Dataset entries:
§
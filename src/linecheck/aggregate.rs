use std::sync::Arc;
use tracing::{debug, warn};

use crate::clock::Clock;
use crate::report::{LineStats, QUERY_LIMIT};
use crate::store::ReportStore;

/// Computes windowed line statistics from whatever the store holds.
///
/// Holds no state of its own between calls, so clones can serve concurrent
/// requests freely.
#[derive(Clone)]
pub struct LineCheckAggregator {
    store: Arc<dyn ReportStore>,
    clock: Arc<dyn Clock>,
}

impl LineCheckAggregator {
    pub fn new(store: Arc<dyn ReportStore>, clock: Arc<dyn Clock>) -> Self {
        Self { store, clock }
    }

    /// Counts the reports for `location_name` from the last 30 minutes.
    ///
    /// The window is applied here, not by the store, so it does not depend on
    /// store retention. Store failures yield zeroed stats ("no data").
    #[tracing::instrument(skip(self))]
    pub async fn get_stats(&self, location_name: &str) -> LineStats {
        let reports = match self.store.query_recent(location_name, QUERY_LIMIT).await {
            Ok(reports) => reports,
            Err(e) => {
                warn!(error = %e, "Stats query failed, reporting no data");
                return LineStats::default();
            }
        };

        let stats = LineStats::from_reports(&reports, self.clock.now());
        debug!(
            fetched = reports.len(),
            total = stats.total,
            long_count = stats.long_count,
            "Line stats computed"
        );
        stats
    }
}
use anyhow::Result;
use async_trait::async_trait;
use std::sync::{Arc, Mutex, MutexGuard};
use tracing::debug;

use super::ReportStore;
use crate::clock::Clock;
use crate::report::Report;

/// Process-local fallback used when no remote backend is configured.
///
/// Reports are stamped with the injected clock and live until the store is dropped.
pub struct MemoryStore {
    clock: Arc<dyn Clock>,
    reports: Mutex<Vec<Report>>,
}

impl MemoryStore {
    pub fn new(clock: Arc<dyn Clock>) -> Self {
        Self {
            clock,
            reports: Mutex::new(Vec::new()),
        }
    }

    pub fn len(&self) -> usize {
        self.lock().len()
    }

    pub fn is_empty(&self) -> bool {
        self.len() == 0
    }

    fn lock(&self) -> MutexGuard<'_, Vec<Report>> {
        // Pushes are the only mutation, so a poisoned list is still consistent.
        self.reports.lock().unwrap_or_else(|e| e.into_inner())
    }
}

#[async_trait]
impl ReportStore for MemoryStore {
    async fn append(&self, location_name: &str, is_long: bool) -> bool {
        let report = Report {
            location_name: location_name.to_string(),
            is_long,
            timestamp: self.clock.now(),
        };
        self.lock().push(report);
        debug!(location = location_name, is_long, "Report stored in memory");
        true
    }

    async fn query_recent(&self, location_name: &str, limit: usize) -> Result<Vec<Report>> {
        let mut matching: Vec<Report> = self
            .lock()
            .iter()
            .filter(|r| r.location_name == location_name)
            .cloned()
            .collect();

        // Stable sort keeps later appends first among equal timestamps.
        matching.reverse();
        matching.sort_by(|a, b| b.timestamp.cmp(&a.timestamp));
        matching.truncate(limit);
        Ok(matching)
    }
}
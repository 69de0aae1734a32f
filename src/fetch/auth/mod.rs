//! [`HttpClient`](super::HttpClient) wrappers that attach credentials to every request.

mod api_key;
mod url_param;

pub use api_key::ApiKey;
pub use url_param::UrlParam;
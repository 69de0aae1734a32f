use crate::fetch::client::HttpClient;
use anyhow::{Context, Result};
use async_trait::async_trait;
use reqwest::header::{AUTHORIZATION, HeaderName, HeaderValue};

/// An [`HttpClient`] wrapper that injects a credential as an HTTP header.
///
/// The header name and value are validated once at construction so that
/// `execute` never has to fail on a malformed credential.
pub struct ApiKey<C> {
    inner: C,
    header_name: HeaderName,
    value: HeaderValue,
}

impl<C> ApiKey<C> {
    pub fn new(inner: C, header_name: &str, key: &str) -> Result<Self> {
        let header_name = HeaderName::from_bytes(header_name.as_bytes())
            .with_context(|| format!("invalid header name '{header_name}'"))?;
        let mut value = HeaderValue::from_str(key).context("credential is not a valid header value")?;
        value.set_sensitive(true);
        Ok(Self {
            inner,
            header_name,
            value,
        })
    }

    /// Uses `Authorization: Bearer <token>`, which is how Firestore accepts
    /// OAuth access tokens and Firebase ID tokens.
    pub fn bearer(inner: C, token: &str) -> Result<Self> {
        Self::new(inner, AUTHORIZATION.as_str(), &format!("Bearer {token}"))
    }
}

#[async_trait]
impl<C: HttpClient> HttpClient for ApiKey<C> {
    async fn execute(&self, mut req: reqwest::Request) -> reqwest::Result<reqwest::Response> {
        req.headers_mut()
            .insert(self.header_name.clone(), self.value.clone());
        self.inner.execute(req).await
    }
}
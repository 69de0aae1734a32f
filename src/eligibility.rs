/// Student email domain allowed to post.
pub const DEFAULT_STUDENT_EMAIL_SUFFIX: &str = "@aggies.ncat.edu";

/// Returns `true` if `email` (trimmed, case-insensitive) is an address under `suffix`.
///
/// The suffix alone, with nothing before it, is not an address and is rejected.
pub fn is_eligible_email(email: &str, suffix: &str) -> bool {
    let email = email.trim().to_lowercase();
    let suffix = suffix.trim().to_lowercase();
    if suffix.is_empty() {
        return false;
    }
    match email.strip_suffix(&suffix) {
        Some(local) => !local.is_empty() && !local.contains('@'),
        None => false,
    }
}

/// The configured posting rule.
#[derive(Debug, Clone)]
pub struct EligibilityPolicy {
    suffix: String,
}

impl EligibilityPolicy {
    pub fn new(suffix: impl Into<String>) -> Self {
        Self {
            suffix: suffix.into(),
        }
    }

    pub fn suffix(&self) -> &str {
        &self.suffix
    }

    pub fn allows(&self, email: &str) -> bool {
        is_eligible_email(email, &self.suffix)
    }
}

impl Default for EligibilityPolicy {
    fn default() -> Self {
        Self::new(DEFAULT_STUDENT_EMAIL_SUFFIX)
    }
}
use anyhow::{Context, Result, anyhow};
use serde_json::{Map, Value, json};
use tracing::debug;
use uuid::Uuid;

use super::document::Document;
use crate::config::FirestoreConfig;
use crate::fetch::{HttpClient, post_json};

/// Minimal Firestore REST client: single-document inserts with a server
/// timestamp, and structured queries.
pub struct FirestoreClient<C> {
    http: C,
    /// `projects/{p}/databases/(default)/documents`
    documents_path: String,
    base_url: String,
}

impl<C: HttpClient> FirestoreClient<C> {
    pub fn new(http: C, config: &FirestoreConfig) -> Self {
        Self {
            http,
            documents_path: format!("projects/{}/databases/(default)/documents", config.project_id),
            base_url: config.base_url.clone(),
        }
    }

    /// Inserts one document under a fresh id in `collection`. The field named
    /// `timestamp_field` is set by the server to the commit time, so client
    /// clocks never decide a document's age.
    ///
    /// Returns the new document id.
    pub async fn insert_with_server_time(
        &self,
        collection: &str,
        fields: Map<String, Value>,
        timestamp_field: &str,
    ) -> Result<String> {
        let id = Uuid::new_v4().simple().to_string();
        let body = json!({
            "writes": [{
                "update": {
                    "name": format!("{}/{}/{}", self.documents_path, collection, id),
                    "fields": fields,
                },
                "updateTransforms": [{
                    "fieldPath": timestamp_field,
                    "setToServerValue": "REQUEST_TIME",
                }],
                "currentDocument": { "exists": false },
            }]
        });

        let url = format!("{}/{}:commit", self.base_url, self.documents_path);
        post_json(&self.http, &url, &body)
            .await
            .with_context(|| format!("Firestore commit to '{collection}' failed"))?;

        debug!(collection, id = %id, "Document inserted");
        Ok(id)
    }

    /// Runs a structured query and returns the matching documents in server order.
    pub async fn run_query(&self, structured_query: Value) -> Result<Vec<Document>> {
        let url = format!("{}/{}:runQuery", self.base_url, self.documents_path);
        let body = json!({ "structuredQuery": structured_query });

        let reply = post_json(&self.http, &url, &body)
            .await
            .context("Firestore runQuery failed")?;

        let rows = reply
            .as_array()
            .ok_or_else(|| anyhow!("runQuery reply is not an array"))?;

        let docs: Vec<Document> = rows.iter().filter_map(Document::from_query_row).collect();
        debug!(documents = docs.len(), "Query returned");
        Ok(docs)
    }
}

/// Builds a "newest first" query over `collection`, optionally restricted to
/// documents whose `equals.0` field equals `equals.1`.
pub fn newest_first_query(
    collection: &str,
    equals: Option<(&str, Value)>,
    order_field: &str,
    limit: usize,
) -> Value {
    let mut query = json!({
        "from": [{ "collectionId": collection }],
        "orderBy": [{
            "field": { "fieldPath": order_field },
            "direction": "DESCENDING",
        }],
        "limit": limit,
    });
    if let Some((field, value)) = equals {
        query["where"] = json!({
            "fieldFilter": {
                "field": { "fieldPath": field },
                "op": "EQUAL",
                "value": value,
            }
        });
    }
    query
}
§
▶ [What you are asked to do] Make a list of all lines in the data that contain "HttpClient".

▶ [Answer area]
//! [`HttpClient`](super::HttpClient) wrappers that attach credentials to every request.
use crate::fetch::client::HttpClient;
/// An [`HttpClient`] wrapper that injects a credential as an HTTP header.
impl<C: HttpClient> HttpClient for ApiKey<C> {
use crate::fetch::{HttpClient, post_json};
impl<C: HttpClient> FirestoreClient<C> {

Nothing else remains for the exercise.